Where is AI going?

Giancarlo Cobino
3 min readJan 23, 2021

Every day I open my email inbox and I find dozens of emails with enlightening articles on Artificial Intelligence. I am always stunned by the sureness of the predictions envisioned in those articles. It seems that they know exactly where and when the next transformation will happen. Trends, sectors, methodologies, industries, clients needs. It seems that everything has been visualized and this is like planning for the next development phase.

Is it like this? I don’t think so. I believe that no one has a clue and yet many people have a clear view of the future.

And why is that? Because we are in an exploration phase. Apart fo some well-exploited sector, AI and ML are still trying to find their place in the world. And this is not easy. There is the resistance, of course, the difficulty of convincing the enterprise that AI is the right solution for many problems or needs. And there is a difficulty in scaling the PoCs or MVPs in production. This means that executives might change their mind and, as a side effect, the course of AI development.

Is it all about choices?

It is not. Like many exploratory fields, it is clear — quite clear — where you start but it is not possible to predict where you go, and how many directions you take. It’s the beauty of it. And it’s the horror of it :)

However, there is something we can try to predict.
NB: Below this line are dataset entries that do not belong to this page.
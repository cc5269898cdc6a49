//! Discord gateway client.
//!
//! Keeps one WebSocket session to the gateway alive and forwards the
//! dispatch events the bot cares about over an `mpsc` channel.
//!
//! # Session lifecycle
//!
//! 1. Connect and wait for `Hello` (op 10) carrying the heartbeat interval.
//! 2. Send `Identify` (op 2), or `Resume` (op 6) when a previous session
//!    can be continued.
//! 3. Heartbeat (op 1) every interval, starting after a random fraction of
//!    it. A heartbeat sent while the previous one is still unacknowledged
//!    means the connection is dead; it is dropped and resumed.
//! 4. Reconnect on `Reconnect` (op 7), `Invalid Session` (op 9), or a
//!    non-fatal close. Authentication and intent errors end the session
//!    for good.

use std::time::Duration;

use futures::{SinkExt, StreamExt};
use serde::Deserialize;
use serde_json::{Value, json};
use tokio::sync::mpsc;
use tokio::time::Instant;
use tokio_tungstenite::tungstenite::Message;
use tracing::{debug, info, warn};

use crate::model::{Interaction, MessageEvent, Ready};

/// Default gateway endpoint.
pub const DEFAULT_GATEWAY_URL: &str = "wss://gateway.discord.gg";

/// `GUILDS | GUILD_MESSAGES | MESSAGE_CONTENT`.
pub const DEFAULT_INTENTS: u64 = (1 << 0) | (1 << 9) | (1 << 15);

/// Pause between a lost connection and the next attempt.
const RECONNECT_DELAY: Duration = Duration::from_secs(5);

const OP_DISPATCH: u8 = 0;
const OP_HEARTBEAT: u8 = 1;
const OP_IDENTIFY: u8 = 2;
const OP_RESUME: u8 = 6;
const OP_RECONNECT: u8 = 7;
const OP_INVALID_SESSION: u8 = 9;
const OP_HELLO: u8 = 10;
const OP_HEARTBEAT_ACK: u8 = 11;

/// Events forwarded to the bot.
#[derive(Debug, Clone, PartialEq)]
pub enum GatewayEvent {
    /// Session established.
    Ready(Box<Ready>),
    /// A slash command (or other interaction) was invoked.
    InteractionCreate(Box<Interaction>),
    /// A message was posted.
    MessageCreate(Box<MessageEvent>),
}

/// Errors that end a connection attempt.
#[derive(Debug, thiserror::Error)]
pub enum GatewayError {
    /// The WebSocket could not be opened or broke.
    #[error("gateway connection failed: {0}")]
    Connection(String),

    /// The gateway sent something unexpected.
    #[error("gateway protocol error: {0}")]
    Protocol(String),

    /// The gateway closed with a code that must not be retried.
    #[error("gateway closed the session with fatal code {code}: {reason}")]
    Fatal {
        /// Close code.
        code: u16,
        /// Close reason.
        reason: String,
    },

    /// Nobody is listening for events any more.
    #[error("gateway event receiver dropped")]
    ReceiverClosed,
}

/// What to do after a connection ends.
#[derive(Debug, Clone, Copy, PartialEq, Eq)]
pub enum Reconnect {
    /// Reconnect and resume the current session.
    Resume,
    /// Reconnect with a fresh identify.
    Fresh,
}

/// Classify a gateway close code.
///
/// Returns `None` for codes that must not be retried.
pub const fn close_action(code: u16) -> Option<Reconnect> {
    match code {
        // Authentication failed, invalid shard, sharding required,
        // invalid API version, invalid or disallowed intents.
        4004 | 4010..=4014 => None,
        // Invalid sequence, session timed out.
        4007 | 4009 => Some(Reconnect::Fresh),
        _ => Some(Reconnect::Resume),
    }
}

/// Decode a dispatch event the bot handles; other events yield `None`.
///
/// # Errors
///
/// Returns the decode error if a handled event has an unexpected shape.
pub fn parse_dispatch(name: &str, data: Value) -> Result<Option<GatewayEvent>, serde_json::Error> {
    let event = match name {
        "READY" => GatewayEvent::Ready(Box::new(serde_json::from_value(data)?)),
        "INTERACTION_CREATE" => GatewayEvent::InteractionCreate(Box::new(serde_json::from_value(data)?)),
        "MESSAGE_CREATE" => GatewayEvent::MessageCreate(Box::new(serde_json::from_value(data)?)),
        _ => return Ok(None),
    };
    Ok(Some(event))
}

#[derive(Debug, Deserialize)]
struct Payload {
    op: u8,
    #[serde(default)]
    d: Value,
    s: Option<u64>,
    t: Option<String>,
}

#[derive(Debug, Clone)]
struct Session {
    id: String,
    resume_url: String,
}

/// A gateway connection manager.
#[derive(Debug)]
pub struct Gateway {
    token: String,
    url: String,
    intents: u64,
    session: Option<Session>,
    seq: Option<u64>,
}

impl Gateway {
    /// Create a gateway client; nothing connects until [`run`](Self::run).
    pub fn new(token: impl Into<String>, url: impl Into<String>, intents: u64) -> Self {
        Self {
            token: token.into(),
            url: url.into(),
            intents,
            session: None,
            seq: None,
        }
    }

    /// Connect and forward events until a fatal close or until `events`
    /// is dropped.
    ///
    /// # Errors
    ///
    /// Returns [`GatewayError::Fatal`] when Discord refuses the session.
    pub async fn run(mut self, events: mpsc::Sender<GatewayEvent>) -> Result<(), GatewayError> {
        loop {
            match self.connect_once(&events).await {
                Ok(Reconnect::Resume) => info!("gateway reconnecting"),
                Ok(Reconnect::Fresh) => {
                    info!("gateway session invalidated; identifying again");
                    self.session = None;
                    self.seq = None;
                }
                Err(GatewayError::ReceiverClosed) => {
                    info!("gateway shutting down");
                    return Ok(());
                }
                Err(e @ GatewayError::Fatal { .. }) => return Err(e),
                Err(e) => warn!(error = %e, "gateway connection lost"),
            }
            tokio::time::sleep(RECONNECT_DELAY).await;
        }
    }

    fn identify_payload(&self) -> Value {
        json!({
            "op": OP_IDENTIFY,
            "d": {
                "token": self.token,
                "intents": self.intents,
                "properties": {
                    "os": std::env::consts::OS,
                    "browser": "attu-bot",
                    "device": "attu-bot"
                }
            }
        })
    }

    fn resume_payload(&self, session: &Session) -> Value {
        json!({
            "op": OP_RESUME,
            "d": { "token": self.token, "session_id": session.id, "seq": self.seq }
        })
    }

    async fn connect_once(&mut self, events: &mpsc::Sender<GatewayEvent>) -> Result<Reconnect, GatewayError> {
        let base = self
            .session
            .as_ref()
            .map_or(self.url.as_str(), |s| s.resume_url.as_str());
        let ws_url = format!("{}/?v=10&encoding=json", base.trim_end_matches('/'));
        debug!(url = %ws_url, "connecting to gateway");

        let (stream, _) = tokio_tungstenite::connect_async(&ws_url)
            .await
            .map_err(|e| GatewayError::Connection(e.to_string()))?;
        let (mut write, mut read) = stream.split();

        let hello = match read.next().await {
            Some(Ok(Message::Text(text))) => serde_json::from_str::<Payload>(&text)
                .map_err(|e| GatewayError::Protocol(format!("bad hello: {e}")))?,
            Some(Ok(other)) => {
                return Err(GatewayError::Protocol(format!("unexpected hello frame: {other:?}")));
            }
            Some(Err(e)) => return Err(GatewayError::Connection(e.to_string())),
            None => return Ok(Reconnect::Resume),
        };
        if hello.op != OP_HELLO {
            return Err(GatewayError::Protocol(format!("expected hello, got op {}", hello.op)));
        }
        let interval_ms = hello
            .d
            .get("heartbeat_interval")
            .and_then(Value::as_u64)
            .unwrap_or(41_250)
            .max(1);
        let period = Duration::from_millis(interval_ms);

        let handshake = match &self.session {
            Some(session) => self.resume_payload(session),
            None => self.identify_payload(),
        };
        write
            .send(Message::Text(handshake.to_string()))
            .await
            .map_err(|e| GatewayError::Connection(e.to_string()))?;

        let jitter = Duration::from_millis(rand::random_range(0..interval_ms));
        let first_beat = Instant::now().checked_add(jitter).unwrap_or_else(Instant::now);
        let mut heartbeat = tokio::time::interval_at(first_beat, period);
        let mut awaiting_ack = false;

        loop {
            tokio::select! {
                _ = heartbeat.tick() => {
                    if awaiting_ack {
                        warn!("heartbeat not acknowledged; dropping connection");
                        return Ok(Reconnect::Resume);
                    }
                    let beat = json!({ "op": OP_HEARTBEAT, "d": self.seq });
                    write
                        .send(Message::Text(beat.to_string()))
                        .await
                        .map_err(|e| GatewayError::Connection(e.to_string()))?;
                    awaiting_ack = true;
                }
                frame = read.next() => {
                    let text = match frame {
                        Some(Ok(Message::Text(text))) => text,
                        Some(Ok(Message::Close(close))) => {
                            let (code, reason) = close
                                .map(|f| (u16::from(f.code), f.reason.into_owned()))
                                .unwrap_or((1000, String::new()));
                            return close_action(code).ok_or(GatewayError::Fatal { code, reason });
                        }
                        Some(Ok(_)) => continue,
                        Some(Err(e)) => return Err(GatewayError::Connection(e.to_string())),
                        None => return Ok(Reconnect::Resume),
                    };

                    let payload: Payload = match serde_json::from_str(&text) {
                        Ok(payload) => payload,
                        Err(e) => {
                            warn!(error = %e, "undecodable gateway payload");
                            continue;
                        }
                    };

                    match payload.op {
                        OP_DISPATCH => {
                            if payload.s.is_some() {
                                self.seq = payload.s;
                            }
                            let name = payload.t.unwrap_or_default();
                            self.dispatch(&name, payload.d, events).await?;
                        }
                        OP_HEARTBEAT => {
                            let beat = json!({ "op": OP_HEARTBEAT, "d": self.seq });
                            write
                                .send(Message::Text(beat.to_string()))
                                .await
                                .map_err(|e| GatewayError::Connection(e.to_string()))?;
                        }
                        OP_HEARTBEAT_ACK => awaiting_ack = false,
                        OP_RECONNECT => return Ok(Reconnect::Resume),
                        OP_INVALID_SESSION => {
                            let resumable = payload.d.as_bool().unwrap_or(false);
                            return Ok(if resumable { Reconnect::Resume } else { Reconnect::Fresh });
                        }
                        op => debug!(op, "ignoring gateway opcode"),
                    }
                }
            }
        }
    }

    async fn dispatch(
        &mut self,
        name: &str,
        data: Value,
        events: &mpsc::Sender<GatewayEvent>,
    ) -> Result<(), GatewayError> {
        if name == "RESUMED" {
            info!("gateway session resumed");
            return Ok(());
        }
        let event = match parse_dispatch(name, data) {
            Ok(Some(event)) => event,
            Ok(None) => return Ok(()),
            Err(e) => {
                warn!(event = name, error = %e, "undecodable dispatch event");
                return Ok(());
            }
        };
        if let GatewayEvent::Ready(ready) = &event {
            info!(user = %ready.user.username, session = %ready.session_id, "gateway ready");
            self.session = Some(Session {
                id: ready.session_id.clone(),
                resume_url: ready.resume_gateway_url.clone(),
            });
        }
        if events.send(event).await.is_err() {
            return Err(GatewayError::ReceiverClosed);
        }
        Ok(())
    }
}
  • AI are voracious of data and despite all the stories about how many tons of data we generate, there are never enough. There are many cases where there are some data but not sufficient to train a model. And what do we do in those case? We can pray, of course, although I am afraid it won’t work. you can drop your model? That’s a way usually taken. However, a rising topic is to generate synthetic data, based on real-world data, which helps to train models and to do it in real-time too.
  • AI is usually trained offline using large datasets. However, it is often consumed on peripheral devices. Sometimes, the latency can be a huge problem, especially in healthcare and autonomous driving. Moreover, the exchange of data can cause bandwidth saturation. Therefore, edge Machine Learning could be another trend for the coming years.
  • As I am writing this article, there are 7,841,018,837 people living on this planet. Resources are limited and the need for healthy food is on the rise. This means that new techniques for agriculture are not an option. The farmers of the future will be more on the tech side. And AI will play a predominant role.
  • What follows represents, more than the others, my point of view. We have passed from sharing things to our friends, relatives and colleagues to everyone in the world. This is the social era. At a certain point, this will end and the privacy will be a primary need. The same will happen within the e-commerce space. AI will not focus on bombarding people with useless proposals but target them on real needs, on time and on the right device in the right location. Everything else will be perceived as annoying.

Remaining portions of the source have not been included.